→ **Task details**
Please report how many lines in the data underneath hold the word "bool", with no other text.

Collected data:
--- START ---

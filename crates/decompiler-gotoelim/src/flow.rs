//! The `enter`/`exit` flow simulator.
//!
//! `enter(n)` answers "what executes when control begins at `n`?"; `exit(n)`
//! answers "what executes when `n` completes?". Neither mutates the tree.
//! Both share a caller-provided visited set purely to break cycles — if a
//! node would be entered twice in one simulation, the answer is `None`
//! rather than an infinite recursion, mirroring how a single-successor
//! chain walk elsewhere in this codebase uses a visited set to stop at the
//! first repeat instead of looping forever.

use std::collections::HashSet;

use decompiler_ast::{Arena, AstCode, Node, NodeId};

use crate::error::{GotoElimError, Result};
use crate::topology::Topology;

pub type Visited = HashSet<NodeId>;

fn is_try_catch(n: &Node) -> bool {
    matches!(n, Node::TryCatchBlock(_))
}

/// Where control lands when execution begins at `node`.
pub fn enter(arena: &Arena, topo: &Topology, node: NodeId, visited: &mut Visited) -> Result<Option<NodeId>> {
    if !visited.insert(node) {
        return Ok(None);
    }

    match arena.get(node) {
        Node::Label(_) => exit(arena, topo, node, visited),

        Node::Expression(e) if e.code != AstCode::Goto => Ok(Some(node)),

        Node::Expression(e) => match e.operand {
            Some(target) => enter_goto(arena, topo, node, target, visited),
            None => Ok(None),
        },

        Node::Block(b) => {
            if let Some(entry_goto) = b.entry_goto {
                enter(arena, topo, entry_goto, visited)
            } else if let Some(&first) = b.body.first() {
                enter(arena, topo, first, visited)
            } else {
                exit(arena, topo, node, visited)
            }
        }

        Node::Condition(c) => Ok(Some(c.condition)),

        Node::Loop(l) => match l.condition {
            Some(cond) => Ok(Some(cond)),
            None => enter(arena, topo, l.body, visited),
        },

        Node::TryCatchBlock(_) => Ok(Some(node)),

        Node::Switch(s) => Ok(Some(s.condition)),

        Node::CaseBlock(c) => enter(arena, topo, c.body, visited),

        Node::CatchBlock(c) => enter(arena, topo, c.body, visited),
    }
}

/// Where control lands when `node` completes.
pub fn exit(arena: &Arena, topo: &Topology, node: NodeId, visited: &mut Visited) -> Result<Option<NodeId>> {
    let Some(parent) = topo.parent(node) else {
        return Ok(None);
    };

    match arena.get(parent) {
        Node::Block(_) => {
            if let Some(next) = topo.next_sibling(node) {
                enter(arena, topo, next, visited)
            } else {
                exit(arena, topo, parent, visited)
            }
        }

        Node::Condition(_) => exit(arena, topo, parent, visited),

        // Entry to a try block is forbidden, so completing it falls through
        // as if the try-catch were a single statement; the finally block is
        // not a structured successor and is never reached via `exit`.
        Node::TryCatchBlock(_) => exit(arena, topo, parent, visited),

        Node::Switch(_) => Ok(None),

        Node::Loop(_) => enter(arena, topo, parent, visited),

        // Not named by the method-body shape the simulator was designed
        // against, but required by this tree's nesting: a catch body that
        // falls off the end completes the whole try-catch, same as the try
        // body would.
        Node::CatchBlock(_) => exit(arena, topo, parent, visited),

        // A case body that falls off the end is the same "implicit
        // fall-off-end is not allowed; must break explicitly" rule as a
        // switch itself — it has no structured successor, the same as
        // `exit`'s `Switch` rule.
        Node::CaseBlock(_) => Ok(None),

        other => Err(GotoElimError::UnsupportedNode {
            node: parent,
            kind: other.kind_name(),
        }),
    }
}

/// `enter`'s rule for a `goto` expression: simulate where its target label
/// would be entered from, honoring try/catch boundaries that a plain
/// `enter(target)` would ignore.
fn enter_goto(
    arena: &Arena,
    topo: &Topology,
    goto: NodeId,
    target: NodeId,
    visited: &mut Visited,
) -> Result<Option<NodeId>> {
    let goto_tcb = crate::ancestors::ancestors_matching(topo, arena, goto, is_try_catch).next();
    let target_tcb = crate::ancestors::ancestors_matching(topo, arena, target, is_try_catch).next();

    if goto_tcb == target_tcb {
        return enter(arena, topo, target, visited);
    }

    // Outermost-first chains, so the common prefix is the set of try blocks
    // both the goto and the target are nested inside.
    let goto_chain: Vec<NodeId> =
        crate::ancestors::ancestors_matching(topo, arena, goto, is_try_catch)
            .collect::<Vec<_>>()
            .into_iter()
            .rev()
            .collect();
    let target_chain: Vec<NodeId> =
        crate::ancestors::ancestors_matching(topo, arena, target, is_try_catch)
            .collect::<Vec<_>>()
            .into_iter()
            .rev()
            .collect();

    let common = goto_chain
        .iter()
        .zip(target_chain.iter())
        .take_while(|(a, b)| a == b)
        .count();

    if common == target_chain.len() {
        // The target's try-nesting is a prefix of the goto's: the target is
        // in an enclosing or identical set of try blocks.
        return enter(arena, topo, target, visited);
    }

    let ttb = target_chain[common];
    let Some(try_data) = arena.get(ttb).as_try_catch() else {
        return Ok(None);
    };

    if try_entry_matches(arena, try_data.try_block, target) {
        Ok(Some(ttb))
    } else {
        Ok(None)
    }
}

/// Whether `target` is the first real statement of `try_body`, allowing
/// leading `Nop`s and other labels stacked on the same location, and
/// descending into a nested try's body if one intervenes first.
fn try_entry_matches(arena: &Arena, try_body: NodeId, target: NodeId) -> bool {
    let Some(block) = arena.get(try_body).as_block() else {
        return false;
    };

    for &stmt in &block.body {
        match arena.get(stmt) {
            Node::Expression(e) if e.code == AstCode::Nop => continue,
            Node::Label(_) if stmt == target => return true,
            Node::Label(_) => continue,
            Node::TryCatchBlock(inner) => return try_entry_matches(arena, inner.try_block, target),
            _ => return false,
        }
    }
    false
}
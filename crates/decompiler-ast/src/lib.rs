#![cfg_attr(coverage_nightly, feature(coverage_attribute))]

//! Arena-backed abstract syntax tree for a structured-control-flow decompiler.
//!
//! A method body is a tree of [`Node`]s owned by a single [`Arena`] and
//! addressed by [`NodeId`], a small `Copy` index rather than a shared,
//! mutable pointer. Two nodes are the same node iff their `NodeId`s compare
//! equal — structurally identical subtrees at different arena slots are
//! always distinct, which is what lets identity-keyed maps (parent,
//! next-sibling, ...) work with an ordinary `HashMap<NodeId, _>`.
//!
//! This crate only defines the tree shape and its node kinds. The pass that
//! walks it — topology indexing, flow simulation, goto classification — lives
//! in `decompiler-gotoelim`.

mod arena;
mod node;
mod node_id;

pub use arena::Arena;
pub use node::{
    AstCode, BlockData, CaseBlockData, CatchBlockData, ConditionData, ExpressionData, LabelData,
    LoopData, Node, SourceRange, SwitchData, TryCatchBlockData,
};
pub use node_id::NodeId;
//! Goto classification and rewriting.
//!
//! [`try_simplify_goto`] attempts, in order, to recognize a `goto` as a
//! natural fall-through, a jump into an enclosing `finally`, a `break`, a
//! `continue`, or an inlined `return`/`throw`; [`sweep`] repeats this over
//! every goto in the tree to a fixed point.

use decompiler_ast::{Arena, AstCode, ExpressionData, Node, NodeId};

use crate::ancestors::ancestors_matching;
use crate::error::Result;
use crate::flow::{self, Visited};
use crate::topology::Topology;

fn is_try_catch(n: &Node) -> bool {
    matches!(n, Node::TryCatchBlock(_))
}

/// Try each rewrite rule against the goto at `g`. Returns whether any rule
/// applied. `g` must name a `Goto` expression; any other node is left
/// untouched and reports no change.
pub fn try_simplify_goto(arena: &mut Arena, topo: &Topology, g: NodeId) -> Result<bool> {
    let raw_target = match arena.get(g) {
        Node::Expression(e) if e.code == AstCode::Goto => e.operand,
        _ => return Ok(false),
    };
    let Some(raw_target) = raw_target else {
        return Ok(false);
    };

    let target = match flow::enter(arena, topo, g, &mut Visited::new())? {
        Some(t) => t,
        None => return Ok(false),
    };

    // Rule 1: does falling through naturally land in the same place as the jump?
    let mut exit_visited = Visited::new();
    exit_visited.insert(g);
    if flow::exit(arena, topo, g, &mut exit_visited)? == Some(target) {
        rewrite_to_nop(arena, g, target);
        return Ok(true);
    }

    // Rule 2: jump into an enclosing finally is redundant — finally runs anyway.
    for tcb in ancestors_matching(topo, arena, g, is_try_catch) {
        let Some(finally) = arena.get(tcb).as_try_catch().and_then(|t| t.finally_block) else {
            continue;
        };
        if flow::enter(arena, topo, finally, &mut Visited::new())? == Some(target) {
            rewrite_to_nop(arena, g, target);
            return Ok(true);
        }
    }

    // Rule 3: break out of an enclosing loop or switch.
    if let Some(keep_operand) = find_break_target(arena, topo, g, raw_target, target)? {
        let ge = arena.get_mut(g).as_expression_mut().expect("g is an Expression");
        ge.code = AstCode::LoopOrSwitchBreak;
        if !keep_operand {
            ge.operand = None;
        }
        ge.arguments.clear();
        return Ok(true);
    }

    // Rule 4: continue an enclosing loop.
    if let Some(keep_operand) = find_continue_target(arena, topo, g, target)? {
        let ge = arena.get_mut(g).as_expression_mut().expect("g is an Expression");
        ge.code = AstCode::LoopContinue;
        if !keep_operand {
            ge.operand = None;
        }
        ge.arguments.clear();
        return Ok(true);
    }

    // Rule 5: the target is (or leads straight to) a return/throw of a single value.
    if inline_return_or_throw(arena, topo, g, target) {
        return Ok(true);
    }

    Ok(false)
}

fn rewrite_to_nop(arena: &mut Arena, g: NodeId, target: NodeId) {
    let ranges = {
        let ge = arena.get_mut(g).as_expression_mut().expect("g is an Expression");
        let ranges = std::mem::take(&mut ge.ranges);
        ge.code = AstCode::Nop;
        ge.operand = None;
        ranges
    };
    if let Some(te) = arena.get_mut(target).as_expression_mut() {
        te.ranges.extend(ranges);
    }
}

fn find_break_target(
    arena: &Arena,
    topo: &Topology,
    g: NodeId,
    raw_target: NodeId,
    target: NodeId,
) -> Result<Option<bool>> {
    let mut loop_depth = 0u32;
    let mut switch_depth = 0u32;
    let mut visited = Visited::new();
    visited.insert(g);

    for anc in topo.ancestors(g) {
        match arena.get(anc) {
            Node::Loop(_) => {
                loop_depth += 1;
                let e = flow::exit(arena, topo, anc, &mut visited)?;
                if e == Some(target) || enters_try_first_child(arena, topo, e, target)? {
                    return Ok(Some(loop_depth + switch_depth > 1));
                }
            }
            Node::Switch(_) => {
                switch_depth += 1;
                if topo.next_sibling(anc) == Some(raw_target) {
                    return Ok(Some(loop_depth + switch_depth > 1));
                }
            }
            _ => {}
        }
    }
    Ok(None)
}

fn find_continue_target(
    arena: &Arena,
    topo: &Topology,
    g: NodeId,
    target: NodeId,
) -> Result<Option<bool>> {
    let mut loop_depth = 0u32;
    let mut visited = Visited::new();
    visited.insert(g);

    for anc in topo.ancestors(g) {
        if matches!(arena.get(anc), Node::Loop(_)) {
            loop_depth += 1;
            let en = flow::enter(arena, topo, anc, &mut visited)?;
            if en == Some(target) || enters_try_first_child(arena, topo, en, target)? {
                return Ok(Some(loop_depth > 1));
            }
        }
    }
    Ok(None)
}

/// Whether `landing` is a `TryCatchBlock` whose first child (the try body)
/// is itself entered at `target`, checked against its own fresh visited set
/// since this is an independent question from the walk that produced
/// `landing`.
fn enters_try_first_child(
    arena: &Arena,
    topo: &Topology,
    landing: Option<NodeId>,
    target: NodeId,
) -> Result<bool> {
    let Some(landing) = landing else { return Ok(false) };
    let Some(tcb) = arena.get(landing).as_try_catch() else {
        return Ok(false);
    };
    Ok(flow::enter(arena, topo, tcb.try_block, &mut Visited::new())? == Some(target))
}

fn inline_return_or_throw(arena: &mut Arena, topo: &Topology, g: NodeId, target: NodeId) -> bool {
    for code in [AstCode::Return, AstCode::AThrow] {
        let direct_arg: Option<Option<NodeId>> = match arena.get(target) {
            Node::Expression(te) if te.code == code && te.arguments.len() <= 1 => {
                Some(te.arguments.first().copied())
            }
            _ => None,
        };
        if let Some(arg) = direct_arg {
            let cloned = arg.map(|a| clone_expression(arena, a));
            set_return_or_throw(arena, g, code, cloned);
            return true;
        }

        if let Some(value) = match_store_then_return(arena, topo, target, code) {
            let cloned = clone_expression(arena, value);
            set_return_or_throw(arena, g, code, Some(cloned));
            return true;
        }
    }
    false
}

/// Matches `Store v <- e` at `target`, followed — skipping any labels — by
/// a `code` expression with a single `Load v` argument. Returns `e`.
fn match_store_then_return(
    arena: &Arena,
    topo: &Topology,
    target: NodeId,
    code: AstCode,
) -> Option<NodeId> {
    let (var, value) = match arena.get(target) {
        Node::Expression(store) if store.code == AstCode::Store => {
            (store.operand?, *store.arguments.first()?)
        }
        _ => return None,
    };

    let mut cur = target;
    loop {
        let next = topo.next_sibling(cur)?;
        match arena.get(next) {
            Node::Label(_) => {
                cur = next;
                continue;
            }
            Node::Expression(e) if e.code == code && e.arguments.len() == 1 => {
                let loads_var = matches!(
                    arena.get(e.arguments[0]),
                    Node::Expression(load) if load.code == AstCode::Load && load.operand == Some(var)
                );
                return loads_var.then_some(value);
            }
            _ => return None,
        }
    }
}

fn set_return_or_throw(arena: &mut Arena, g: NodeId, code: AstCode, arg: Option<NodeId>) {
    let ge = arena.get_mut(g).as_expression_mut().expect("g is an Expression");
    ge.code = code;
    ge.operand = None;
    ge.arguments = arg.into_iter().collect();
}

/// Deep-clones an expression subtree into fresh arena slots so the clone
/// has its own identity and can be inserted as a child of `g` without
/// creating a second parent for the original.
fn clone_expression(arena: &mut Arena, id: NodeId) -> NodeId {
    let Node::Expression(e) = arena.get(id).clone() else {
        return id;
    };
    let new_args: Vec<NodeId> = e
        .arguments
        .iter()
        .map(|&a| clone_expression(arena, a))
        .collect();
    arena.alloc(Node::Expression(ExpressionData {
        code: e.code,
        operand: e.operand,
        arguments: new_args,
        ranges: e.ranges.clone(),
    }))
}

/// All `Goto` expressions reachable from `root`, in pre-order.
fn collect_gotos(arena: &Arena, root: NodeId) -> Vec<NodeId> {
    let mut out = Vec::new();
    let mut stack = vec![root];
    while let Some(id) = stack.pop() {
        if matches!(arena.get(id), Node::Expression(e) if e.code == AstCode::Goto) {
            out.push(id);
        }
        stack.extend(arena.children(id));
    }
    out
}

/// Sweep every goto reachable from `root` through [`try_simplify_goto`]
/// repeatedly until a full sweep makes no change.
pub fn sweep(arena: &mut Arena, topo: &Topology, root: NodeId) -> Result<()> {
    loop {
        let mut changed = false;
        for g in collect_gotos(arena, root) {
            if try_simplify_goto(arena, topo, g)? {
                changed = true;
                log::trace!(target: "gotoelim", "simplified goto {g}");
            }
        }
        if !changed {
            return Ok(());
        }
    }
}

#[cfg(test)]
mod tests {
    use super::*;
    use decompiler_ast::{BlockData, ExpressionData, LoopData};

    fn goto_to(arena: &mut Arena, target: NodeId) -> NodeId {
        arena.alloc(Node::Expression(ExpressionData {
            code: AstCode::Goto,
            operand: Some(target),
            ..Default::default()
        }))
    }

    fn expr(arena: &mut Arena, code: AstCode) -> NodeId {
        arena.alloc(Node::Expression(ExpressionData {
            code,
            ..Default::default()
        }))
    }

    #[test]
    fn natural_fallthrough_becomes_nop() {
        let mut arena = Arena::new();
        let target = expr(&mut arena, AstCode::Nop);
        let g = goto_to(&mut arena, target);
        let root = arena.alloc(Node::Block(BlockData {
            body: vec![g, target],
            entry_goto: None,
        }));
        let topo = Topology::build(&arena, root).unwrap();

        assert!(try_simplify_goto(&mut arena, &topo, g).unwrap());
        let ge = arena.get(g).as_expression().unwrap();
        assert_eq!(ge.code, AstCode::Nop);
        assert!(ge.operand.is_none());
    }

    #[test]
    fn goto_to_loop_header_becomes_continue() {
        let mut arena = Arena::new();
        let cond = expr(&mut arena, AstCode::Nop);
        let g = goto_to(&mut arena, cond);
        let body = arena.alloc(Node::Block(BlockData {
            body: vec![g],
            entry_goto: None,
        }));
        let lp = arena.alloc(Node::Loop(LoopData {
            condition: Some(cond),
            body,
        }));
        let root = arena.alloc(Node::Block(BlockData {
            body: vec![lp],
            entry_goto: None,
        }));
        let topo = Topology::build(&arena, root).unwrap();

        assert!(try_simplify_goto(&mut arena, &topo, g).unwrap());
        let ge = arena.get(g).as_expression().unwrap();
        assert_eq!(ge.code, AstCode::LoopContinue);
        // Single enclosing loop: no label needed.
        assert!(ge.operand.is_none());
    }

    #[test]
    fn goto_past_loop_becomes_break() {
        let mut arena = Arena::new();
        let after = expr(&mut arena, AstCode::Return);
        let g = goto_to(&mut arena, after);
        let body = arena.alloc(Node::Block(BlockData {
            body: vec![g],
            entry_goto: None,
        }));
        let lp = arena.alloc(Node::Loop(LoopData {
            condition: None,
            body,
        }));
        let root = arena.alloc(Node::Block(BlockData {
            body: vec![lp, after],
            entry_goto: None,
        }));
        let topo = Topology::build(&arena, root).unwrap();

        assert!(try_simplify_goto(&mut arena, &topo, g).unwrap());
        let ge = arena.get(g).as_expression().unwrap();
        assert_eq!(ge.code, AstCode::LoopOrSwitchBreak);
        assert!(ge.operand.is_none());
    }

    #[test]
    fn goto_into_middle_of_try_stays_a_goto() {
        use decompiler_ast::TryCatchBlockData;

        let mut arena = Arena::new();
        let before = expr(&mut arena, AstCode::Nop);
        let label = arena.alloc(Node::Label(decompiler_ast::LabelData));
        let after_label = expr(&mut arena, AstCode::Nop);
        let try_block = arena.alloc(Node::Block(BlockData {
            body: vec![before, label, after_label],
            entry_goto: None,
        }));
        let _tcb = arena.alloc(Node::TryCatchBlock(TryCatchBlockData {
            try_block,
            catches: vec![],
            finally_block: None,
        }));
        let g = goto_to(&mut arena, label);
        let root = arena.alloc(Node::Block(BlockData {
            body: vec![g, _tcb],
            entry_goto: None,
        }));
        let topo = Topology::build(&arena, root).unwrap();

        assert!(!try_simplify_goto(&mut arena, &topo, g).unwrap());
        let ge = arena.get(g).as_expression().unwrap();
        assert_eq!(ge.code, AstCode::Goto);
    }

    #[test]
    fn goto_to_stored_return_value_inlines_a_clone() {
        let mut arena = Arena::new();
        // var is just an identity token two Store/Load operands share.
        let var = arena.alloc(Node::Label(decompiler_ast::LabelData));
        let loaded_by_store = expr(&mut arena, AstCode::Eval(1));
        let store = arena.alloc(Node::Expression(ExpressionData {
            code: AstCode::Store,
            operand: Some(var),
            arguments: vec![loaded_by_store],
            ..Default::default()
        }));
        let load = arena.alloc(Node::Expression(ExpressionData {
            code: AstCode::Load,
            operand: Some(var),
            ..Default::default()
        }));
        let ret = arena.alloc(Node::Expression(ExpressionData {
            code: AstCode::Return,
            arguments: vec![load],
            ..Default::default()
        }));
        let g = goto_to(&mut arena, store);
        let root = arena.alloc(Node::Block(BlockData {
            body: vec![g, store, ret],
            entry_goto: None,
        }));
        let topo = Topology::build(&arena, root).unwrap();

        assert!(try_simplify_goto(&mut arena, &topo, g).unwrap());
        let ge = arena.get(g).as_expression().unwrap();
        assert_eq!(ge.code, AstCode::Return);
        assert_eq!(ge.arguments.len(), 1);
        // The inlined argument is a clone, not the original Eval node.
        assert_ne!(ge.arguments[0], loaded_by_store);
        // The store/return statements are untouched; only the goto changed.
        assert_eq!(arena.get(store).as_expression().unwrap().code, AstCode::Store);
        assert_eq!(arena.get(ret).as_expression().unwrap().code, AstCode::Return);
    }

    #[test]
    fn sweep_runs_to_fixed_point() {
        let mut arena = Arena::new();
        let target = expr(&mut arena, AstCode::Nop);
        let g1 = goto_to(&mut arena, target);
        let root = arena.alloc(Node::Block(BlockData {
            body: vec![g1, target],
            entry_goto: None,
        }));
        let topo = Topology::build(&arena, root).unwrap();
        sweep(&mut arena, &topo, root).unwrap();
        assert_eq!(arena.get(g1).as_expression().unwrap().code, AstCode::Nop);
    }
}
use decompiler_ast::NodeId;

/// Structural failures the pass refuses to work around.
///
/// Both variants indicate the input tree violates an invariant the rest of
/// the pass assumes; there is no sensible rewrite to fall back to; the pass
/// aborts rather than guess.
#[derive(Debug, Clone, thiserror::Error)]
pub enum GotoElimError {
    /// The same node appeared as a child under two different parents while
    /// building the topology index.
    #[error("node {node} is linked from multiple locations in the tree")]
    LinkedFromMultipleLocations { node: NodeId },

    /// `enter`/`exit` encountered a node kind they have no rule for.
    ///
    /// [`Node`](decompiler_ast::Node) is closed and every variant is handled
    /// in `flow`, so this is unreachable today; it is kept as a named
    /// failure mode rather than a `match` default so a future node kind
    /// added without a flow rule fails loudly instead of silently
    /// miscompiling.
    #[error("node {node} of kind {kind} has no flow-simulation rule")]
    UnsupportedNode { node: NodeId, kind: &'static str },
}

pub type Result<T> = std::result::Result<T, GotoElimError>;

--- END ---

→ **The answer**
8